11月4日は『漁魂』の著者大野さんの出版記念パーティーだった。本は7月にできていたのだけど、瞬〆が終息してから、とのことで、この日の開催となった。

会場となった船橋グランドホテルには150人ぐらいの人たちが集まった。漁業関係者だけでなく、研究者、漁業関係団体、船橋市副市長、市議会議長、県議会議員や、中学、高校、大学の同級生なども来ていて、それはそれは、すごい熱気。大野さんが熱い人なので納得なのだけど、それにしても、という感じ。本人もビックリしていた様子。

自分は5番目に祝辞を述べさせてもらった。「大野さんの想いをストレートに伝える本が作りたかった」ことを話した。漁業はまったく未知の分野だっただけに、お会いした当初から基本的なことをいろいろお尋ねした。いやな顔ひとつせず、答えてくれたことがこの本づくりの原点だった。巻末の「刊行にあたって」で「大野さんとの対話や大野さんの原稿との対話を重ね、自分を疑問は、大野さんの原稿がすべて答えてくれました」と書いたのはそのためだ。

書き方とか文章の組み立て方を知ることも大事だけど、それよりも何よりも、相手をよく知ろうとすることが、何を書けばいいのかを明確にさせてくれる気がした。この本は、自分自身との対話の連続でもあって、「この本づくりでいいのか?」を常に問うた。出来てみれば、「あーすればよかった、こーすればよかったも」と出てくるのだけど、読んだ方から感想を伺うと、ひとまずこの方向性でよかったのだとホッとする。会社員時代ではまったく考えられない本だ。

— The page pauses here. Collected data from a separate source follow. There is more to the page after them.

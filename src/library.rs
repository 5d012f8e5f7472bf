//! Document catalog
//!
//! The catalog is a read-only `books.json` listing. Documents are gated by a
//! per-document license string; unlocked ids are kept in the unlock ledger.

use std::path::Path;

use serde::{Deserialize, Serialize};

use crate::error::{ReaderError, Result};
use crate::persistence::PersistenceGateway;

/// One document in the catalog
#[derive(Debug, Clone, PartialEq, Eq, Serialize, Deserialize)]
pub struct Book {
    pub id: String,
    pub title: String,
    pub author: String,
    pub description: String,
    /// Cover image path, if any
    pub cover: Option<String>,
    /// Document file path relative to the catalog
    pub file: String,
    pub license: String,
}

/// Localized reading instructions shown with the catalog
#[derive(Debug, Clone, PartialEq, Eq, Serialize, Deserialize)]
pub struct Instructions {
    pub es: String,
}

/// The catalog document
#[derive(Debug, Clone, PartialEq, Eq, Serialize, Deserialize)]
pub struct Catalog {
    pub books: Vec<Book>,
    #[serde(default, skip_serializing_if = "Option::is_none")]
    pub instructions: Option<Instructions>,
}

impl Catalog {
    pub fn from_json(raw: &[u8]) -> Result<Self> {
        Ok(serde_json::from_slice(raw)?)
    }

    /// Read the catalog from disk
    pub fn load(path: &Path) -> anyhow::Result<Self> {
        let raw = std::fs::read(path)?;
        let catalog = Self::from_json(&raw)?;
        tracing::info!(
            "Loaded catalog {} with {} books",
            path.display(),
            catalog.books.len()
        );
        Ok(catalog)
    }

    pub fn find(&self, id: &str) -> Option<&Book> {
        self.books.iter().find(|b| b.id == id)
    }

    /// Case-insensitive match on title, author or description
    pub fn search(&self, term: &str) -> Vec<&Book> {
        let term = term.to_lowercase();
        self.books
            .iter()
            .filter(|b| {
                b.title.to_lowercase().contains(&term)
                    || b.author.to_lowercase().contains(&term)
                    || b.description.to_lowercase().contains(&term)
            })
            .collect()
    }

    /// Check `license` and record the document as unlocked
    pub fn unlock(&self, gateway: &PersistenceGateway, id: &str, license: &str) -> Result<&Book> {
        let book = self
            .find(id)
            .ok_or_else(|| ReaderError::NotFound(id.to_string()))?;

        if !license_matches(book, license) {
            tracing::info!(document_id = %id, "License rejected");
            return Err(ReaderError::LicenseRejected(id.to_string()));
        }

        gateway.unlock(id)?;
        tracing::info!(document_id = %id, "Document unlocked");
        Ok(book)
    }
}

/// Licenses compare trimmed and case-insensitively
pub fn license_matches(book: &Book, entered: &str) -> bool {
    entered.trim().to_uppercase() == book.license.to_uppercase()
}
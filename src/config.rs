//! Configuration management for Lector

use serde::Deserialize;
use std::env;
use std::path::PathBuf;
use std::str::FromStr;

use crate::highlights::DEFAULT_MIN_DRAG_PX;
use crate::viewport::{DEFAULT_PADDING_PX, DEFAULT_RESIZE_QUIET, DEFAULT_TRANSITION, MAX_FIT_SCALE};

#[derive(Debug, Clone, Deserialize)]
pub struct Config {
    pub storage: StorageConfig,
    pub viewer: ViewerConfig,
    pub import: ImportConfig,
}

#[derive(Debug, Clone, Deserialize)]
pub struct StorageConfig {
    /// Directory holding the persisted key-value files
    pub data_dir: PathBuf,
    /// Path of `books.json`
    pub catalog_path: PathBuf,
}

#[derive(Debug, Clone, Deserialize)]
pub struct ViewerConfig {
    pub padding_px: f64,
    pub max_fit_scale: f64,
    pub min_drag_px: f64,
    pub resize_debounce_ms: u64,
    pub transition_ms: u64,
}

#[derive(Debug, Clone, Deserialize)]
pub struct ImportConfig {
    pub cross_document: CrossDocumentPolicy,
}

/// What to do when an import declares another document's id
#[derive(Debug, Clone, Copy, Default, PartialEq, Eq, Deserialize)]
#[serde(rename_all = "lowercase")]
pub enum CrossDocumentPolicy {
    /// Merge anyway and warn the user
    #[default]
    Warn,
    /// Refuse the import
    Reject,
}

impl Default for Config {
    fn default() -> Self {
        Config {
            storage: StorageConfig {
                data_dir: PathBuf::from("./lector-data"),
                catalog_path: PathBuf::from("./libros/books.json"),
            },
            viewer: ViewerConfig::default(),
            import: ImportConfig {
                cross_document: CrossDocumentPolicy::Warn,
            },
        }
    }
}

impl Default for ViewerConfig {
    fn default() -> Self {
        ViewerConfig {
            padding_px: DEFAULT_PADDING_PX,
            max_fit_scale: MAX_FIT_SCALE,
            min_drag_px: DEFAULT_MIN_DRAG_PX,
            resize_debounce_ms: DEFAULT_RESIZE_QUIET.as_millis() as u64,
            transition_ms: DEFAULT_TRANSITION.as_millis() as u64,
        }
    }
}

impl Config {
    /// Read `LECTOR_*` variables; missing or unparseable values keep their defaults
    pub fn from_env() -> Self {
        Self::from_vars(|name| env::var(name).ok())
    }

    pub fn from_vars(lookup: impl Fn(&str) -> Option<String>) -> Self {
        let defaults = Config::default();
        let viewer = defaults.viewer;

        Config {
            storage: StorageConfig {
                data_dir: lookup("LECTOR_DATA_DIR")
                    .map(PathBuf::from)
                    .unwrap_or(defaults.storage.data_dir),
                catalog_path: lookup("LECTOR_CATALOG")
                    .map(PathBuf::from)
                    .unwrap_or(defaults.storage.catalog_path),
            },
            viewer: ViewerConfig {
                padding_px: parsed(&lookup, "LECTOR_PADDING_PX", viewer.padding_px),
                max_fit_scale: parsed(&lookup, "LECTOR_MAX_FIT_SCALE", viewer.max_fit_scale),
                min_drag_px: parsed(&lookup, "LECTOR_MIN_DRAG_PX", viewer.min_drag_px),
                resize_debounce_ms: parsed(
                    &lookup,
                    "LECTOR_RESIZE_DEBOUNCE_MS",
                    viewer.resize_debounce_ms,
                ),
                transition_ms: parsed(&lookup, "LECTOR_TRANSITION_MS", viewer.transition_ms),
            },
            import: ImportConfig {
                cross_document: match lookup("LECTOR_CROSS_DOCUMENT").as_deref() {
                    Some("reject") => CrossDocumentPolicy::Reject,
                    _ => CrossDocumentPolicy::Warn,
                },
            },
        }
    }
}

fn parsed<T: FromStr>(lookup: &impl Fn(&str) -> Option<String>, name: &str, default: T) -> T {
    match lookup(name) {
        Some(raw) => raw.trim().parse().unwrap_or_else(|_| {
            tracing::warn!("Ignoring invalid {}={:?}", name, raw);
            default
        }),
        None => default,
    }
}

パーティーを通して感じたことは、大野さんの魚に対する愛情だった。魚はなによりも生活の糧なのだけど、それ以上に愛すべき存在なのだなあ、と。そこから自信も生まれてくるし、その自信に多くの人が惹きつけられる。「漁師が本を書くなんて…」という同業者も多いらしいけれど、それをやってしまうのは、愛情からでしかないんだなと思った。そして文章を書くなんて、だれもやっていない、面倒くさいことを。それをやってしまうところが、「出る杭漁師」といわれる所以なんだなと。その空気感を肌で感じられたことは大きかった。

魚の問題は、身近な問題。研究者や関係団体の方をお話して、自分ごとの問題としてどう考えればいいのか、どのように行動すればいいのかを問いかけてくれた機会だった。そして世の中「大事なだけど知らないこと」は多いのだなと。氾濫する情報の海で、本当に知らなければならないことは海の奥底にある気がする。そこにたどり着く熱意と体力を持たなければならないと思った。